Possible to change your query to only return a single array or to narrow down the results you need?

{
  "$schema": "https://vega.github.io/schema/vega/v5.json",
  "data": [
    {
      "name": "table",
      "values": {
        "aggregations": {
          "terms": {
            "doc_count_error_upper_bound": 0,
            "sum_other_doc_count": 0,
            "buckets": [
              {
                "key": "1",
                "doc_count": 3,
                "top_status_hits": {
                  "hits": {
                    "total": {"value": 3, "relation": "eq"},
                    "max_score": null,
                    "hits": [
                      {
                        "_index": "demo-index",
                        "_type": "_doc",
                        "_id": "2L2JR3YBsgdxC8Q2whgP",
                        "_score": null,
                        "_source": {"Status": "end", "ID": "1"},
                        "sort": ["end"]
                      }
                    ]
                  }
                }
              }
            ]
          }
        }
      },
      "format": {"property": "aggregations.terms.buckets"},
      "transform": [
        {
          "type": "formula",
          "as": "data",
          "expr": "datum.top_status_hits.hits.hits"
        }
      ]
    }
  ],
  "marks": [
    {
      "type": "text",
      "from": {"data": "table"},
      "encode": {
        "enter": {
          "fill": {"value": "#000"},
          "text": {"field": "doc_count"},
          "x": {"value": 10},
          "y": {"value": 10}
        }
      }
    }
  ]
}

Sure @aaron-nimocks. It'll be really helpful if you could find a solution. Meanwhile, I'll show what I wanted to achieve.

What I did to get this result was by using a top_hits metric aggregator on the index. Here's the data I used.

1,start
1,pending
1,end
2,start
2,end
3,start
3,pending
3,end
4,start
4,pending
5,start
5,pending
5,end
6,start
7,start
8,start

And here's the Elasticsearch API request I used for achieving the response I mentioned earlier.

GET /demo*/_search
{
  "aggs": {
    "terms": {
      "terms": {
        "field": "ID.keyword",
        "size": 10
      },
      "aggs": {
        "top_status_hits": {
          "top_hits": {
            "sort": [
              {
                "Status.keyword": {
                  "order": "asc"
                }
              }
            ],
            "_source": {
              "includes": [
                "ID",
                "Status"
              ]
            },
            "size": 1
          }
        }
      }
    }
  }
}

I wanted to get the last status for each ID from the index.

Try

"format": {"property": "aggregations.terms.buckets[0].top_status_hits.hits.hits"}

and for displaying in marks use

"text": {"field": "_source.Status"},

2 Likes

Woah, it's working!!! :tada: :tada: :tada:

Thank you so, so much @aaron-nimocks!!! I was so lost for whole 2 days with this.

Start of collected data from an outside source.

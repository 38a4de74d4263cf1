mod role;

pub use role::{IdentityError, KeyHalf, KeyId, Role};

/*
 * Identity module for SecureBox
 *
 * Identities are plain role tags ("customer", "bank"). Each role owns one
 * key pair; a KeyId names one half of it and doubles as the identifier
 * consulted by the revocation oracle.
 */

Finally it's solved! What a relief! :heart_eyes:

Thanks once again for showing the path! :grin:

1 Like

Awesome!

At first I was trying to dynamically parse the buckets array. After thinking about it there should only always be just 1 with that query.

Adding the [0] in aggregations.terms.buckets[0].top_status_hits.hits.hits just means use the first result and only first result. So really you just walk down the JSON path in order to get to the data you want and end at an array which is the 2nd hits.

Just adding more detail in case someone else runs across this and needs it.

1 Like

This topic was automatically closed 28 days after the last reply. New replies are no longer allowed.